Istituto di Ricerche Farmacologiche Mario Negri, Laboratory of Environmental Chemistry and Toxicology, Milano, Italy.
J Comput Chem. 2011 Sep;32(12):2727-33. doi: 10.1002/jcc.21848. Epub 2011 Jun 8.
For six random splits, one-variable models of rat toxicity (minus decimal logarithm of the 50% lethal dose [pLD50], oral exposure) have been calculated with CORAL software (http://www.insilico.eu/coral/). The total number of considered compounds is 689. New additional global attributes of the simplified molecular input line entry system (SMILES) have been examined for improvement of the optimal SMILES-based descriptors. These global SMILES attributes are representing the presence of some chemical elements and different kinds of chemical bonds (double, triple, and stereochemical). The "classic" scheme of building up quantitative structure-property/activity relationships and the balance of correlations (BC) with the ideal slopes were compared. For all six random splits, best prediction takes place if the aforementioned BC along with the global SMILES attributes are included in the modeling process. The average statistical characteristics for the external test set are the following: n = 119 ± 6.4, R(2) = 0.7371 ± 0.013, and root mean square error = 0.360 ± 0.037.
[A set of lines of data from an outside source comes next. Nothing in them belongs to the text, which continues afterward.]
use crate::{
    foundation::{core::Viewport, math::RandomSource},
    patterns::{Worker, catalog::Pattern},
    render::plan::DisplayList,
    session::settings::Settings,
};

/// How many completions a trainer waits for before finishing.
#[derive(Clone, Copy, Debug, PartialEq, Eq)]
pub enum RepeatTarget {
    /// Never finishes; the worker repeats through its own reverse or restart.
    Unbounded,
    /// Finish after this many completions.
    Count(u32),
}

impl RepeatTarget {
    fn reached(self, count: u32) -> bool {
        match self {
            Self::Unbounded => false,
            Self::Count(n) => count >= n,
        }
    }
}

/// Per-frame trainer notifications.
#[derive(Clone, Copy, Debug, PartialEq, Eq)]
pub enum TrainerEvent {
    /// A completion that did not reach the target.
    Repeated {
        /// Completions since the trainer started.
        count: u32,
    },
    /// The target was reached and the worker stopped.
    Finished,
}

/// Output of one trainer callback.
#[derive(Clone, Debug, PartialEq)]
pub struct TrainerFrame {
    /// Display list for this frame, if the surface has area.
    pub display: Option<DisplayList>,
    /// Events in the order they happened.
    pub events: Vec<TrainerEvent>,
}

/// One worker bound to a repeat-count target.
#[derive(Debug)]
pub struct Trainer {
    name: &'static str,
    worker: Worker,
    target: RepeatTarget,
    count: u32,
    running: bool,
}

impl Trainer {
    /// Idle trainer for `pattern`.
    pub fn new(pattern: Pattern, target: RepeatTarget) -> Self {
        Self {
            name: pattern.name,
            worker: pattern.worker,
            target,
            count: 0,
            running: false,
        }
    }

    /// Canonical name of the pattern.
    pub fn name(&self) -> &'static str {
        self.name
    }

    /// Current repeat target.
    pub fn target(&self) -> RepeatTarget {
        self.target
    }

    /// Replace the repeat target; the count is kept.
    pub fn set_target(&mut self, target: RepeatTarget) {
        self.target = target;
    }

    /// Completions since the last start.
    pub fn count(&self) -> u32 {
        self.count
    }

    /// `true` between start and stop.
    pub fn is_running(&self) -> bool {
        self.running
    }

    /// `true` while the worker has a callback scheduled.
    pub fn has_pending(&self) -> bool {
        self.worker.has_pending()
    }

    /// Reset the count and start the worker.
    pub fn start(&mut self, rng: &mut dyn RandomSource) {
        self.running = true;
        self.count = 0;
        self.worker.start(rng);
    }

    /// Stop the worker; the count is kept.
    pub fn stop(&mut self) {
        self.running = false;
        self.worker.stop();
    }

    /// Run the worker's pending callback and count its completions. Reaching
    /// the target stops the worker before this returns.
    pub fn frame(
        &mut self,
        now_ms: f64,
        viewport: Viewport,
        settings: &Settings,
        rng: &mut dyn RandomSource,
    ) -> Option<TrainerFrame> {
        let out = self.worker.frame(now_ms, viewport, settings, rng)?;
        let mut events = Vec::new();
        for _ in 0..out.completions {
            self.count += 1;
            if self.target.reached(self.count) {
                self.stop();
                events.push(TrainerEvent::Finished);
                break;
            }
            events.push(TrainerEvent::Repeated { count: self.count });
        }
        Some(TrainerFrame {
            display: out.display,
            events,
        })
    }
}

#[cfg(test)]
#[path = "../../tests/unit/session/trainer.rs"]
mod tests;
对于大鼠毒性(减去 50%致死剂量[pLD50]的十进制对数,口服暴露)的六个随机拆分,使用 CORAL 软件(http://www.insilico.eu/coral/)计算了单变量模型。考虑的化合物总数为 689 个。为了改进最佳基于 SMILES 的描述符,检查了简化分子输入行(entry system, SMILES)的新的附加全局属性。这些全局 SMILES 属性代表了某些化学元素和不同类型的化学键(双键、三键和立体化学)的存在。比较了建立定量构效/活性关系的“经典”方案和具有理想斜率的相关性平衡(BC)。对于所有六个随机拆分,如果将上述 BC 以及全局 SMILES 属性包含在建模过程中,则可以进行最佳预测。外部测试集的平均统计特征如下:n = 119 ± 6.4,R(2) = 0.7371 ± 0.013,均方根误差 = 0.360 ± 0.037。